Mississauga Council Approves More Money for Torbram Construction Project

When you hear about a big road construction project in Mississauga and a specific timeline of completion and cost is given out, one would assume that, as experts in their field, operators fully costed out their project and know what they are doing.

But some people are often skeptical that the project will be completed on time and on budget.

As residents of the sixth largest city in Canada experiencing one of the most massive construction booms in decades, we should be vigilant and take into account that what comes with these types of projects should be some healthy skepticism as to how much they end up actually costing and the actual timeline of completion.

Since it was announced around late 2014, there has been an ongoing construction project on Torbram Road, just south of Steeles Avenue at the intersection with the rail line (see above map). The purpose was to construct an underpass through a grade separation in order to allow smoother traffic flow over that intersection, as there are frequent stops due to train traffic, increasing congestion. This bridge will be similar to the overpass on Mavis Road, north of Dundas Street, with vehicles diverted underneath the rail line.

This project is going to reduce congestion in and out of Malton,” says Ward 5 Councillor Carolyn Parrish. “It’s been a long time coming, and I know residents will be thrilled when they’re able to travel with fewer holdups.” The grade separation is a joint project between the City of Mississauga and the City of Brampton, and it was scheduled to be completed this May.

However, at the April 19 General Committee meeting, city staff overseeing the project came before councillors identifying several challenges, which include:

  • The relocation of a Bell utility chamber that was not previously identified in the original project scope. “Sometimes when you open up the ground, you find things that were previously not known to be there,” Andy Harvey, the city’s director of engineering and construction, explained.

  • Metrolinx also imposed stringent requirements on the project, including the installation of shoring and piles within the railway corridor in addition to other design changes.

  • There was increased train traffic, which went from 4 trains to 30 trains per day (crews had to pause while trains were going through), and which Councillor Parrish sort of blamed Metrolinx for as well.

  • Construction had been halted during the winter by 4 months.

As a result, the project’s initial timeline has been extended from May 2017 to December 2018. In addition because of the delays and additional necessities, the city staff came forward to request additional funding by around $10.8 million, $6.8 million of which the City of Mississauga would be funded through development charges.

From a financial standpoint, it would make little sense to refuse the money as there is already a pit in the ground from the construction. It’s like all the work they have already done for the Eglinton Crosstown LRT and suddenly deciding to cancel the project and rebury the tunnel. Another thing to point out is at least it is from development charges and not from property taxes, as one councillor pointed out. Another councillor was surprised that Bell didn’t know that the utility chamber was in that location, but apparently it was 30 years old and schematics were lost over time. It just goes to show you that a major telecommunications utility really should keep their records more up to date.

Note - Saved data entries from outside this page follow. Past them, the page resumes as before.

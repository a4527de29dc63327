//! Document identifiers and sharded-path utilities.
//!
//! Medications and medication plans are stored as one JSON document each, under sharded
//! directories derived from a generated identifier. Patients are the exception: their
//! identifier is supplied by the caller and is not a [`DocumentId`].
//!
//! ## Canonical form
//! - Length: 32
//! - Characters: `0-9` and `a-f` only
//! - Example: `550e8400e29b41d4a716446655440000`
//!
//! This is the same value you would get from `Uuid::new_v4().simple().to_string()`. Non-canonical
//! values (uppercase, hyphenated, wrong length, non-hex) are rejected by [`DocumentId::parse`].
//!
//! ## Sharded layout
//! For a canonical id `u`, a document lives at:
//! `collection_dir/<u[0..2]>/<u[2..4]>/<u>.json`

mod service;

pub use service::{DocumentId, Uuid};

/// Error type for identifier operations.
#[derive(Debug, thiserror::Error)]
pub enum UuidError {
    /// Invalid input provided
    #[error("Invalid input: {0}")]
    InvalidInput(String),
}

/// Result type for identifier operations.
pub type UuidResult<T> = Result<T, UuidError>;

But there is another point of contention that has been raised by some media as well. The original tender for the Torbram grade separation was $67 million. With the increased funding request the project has apparently ballooned to over $100 million. Insauga reached out to Mississauga City Manager Janice Baker for a response, and she provided this response via email:

When the project was tendered and awarded in 2014, the total project cost was $89.4 million, including a contractor tender cost of $67 million and consulting fees of $4.5 million. The remaining $17.9 million costs were for land, early utility relocation works, and work completed for the rail companies.

Project challenges, including utility conflicts and stringent requirements imposed by a rail authority, resulted in project prolongation and increased costs of $10.8 million, of which $4.0 million is recoverable from Brampton, Metrolinx, CN Rail and Metrolinx. The total project cost is now $100.2 million.”

I am not an expert in how these projects are costed, but it goes to show you that the costing for these types of projects are much more complicated than initially advertised. That being said, an overpass at the intersection of Torbram and Steeles has been long overdue. Like the Goreway Bridge proposal, this was seen as a solution to alleviate the congestion built up in that area where heavy truck traffic and average commuters were stuck having to wait for a train to pass through before they could be on their way.

Sometimes those trains were up to over 30 or more cars before completely crossing the tracks where they intersect with the roads. That kind of wait is rather ridiculous; if they can make a change and allow freight train traffic to run over vehicular traffic simultaneously, that would go a long way to alleviating congestion and getting people home in time to see their families and go about their business.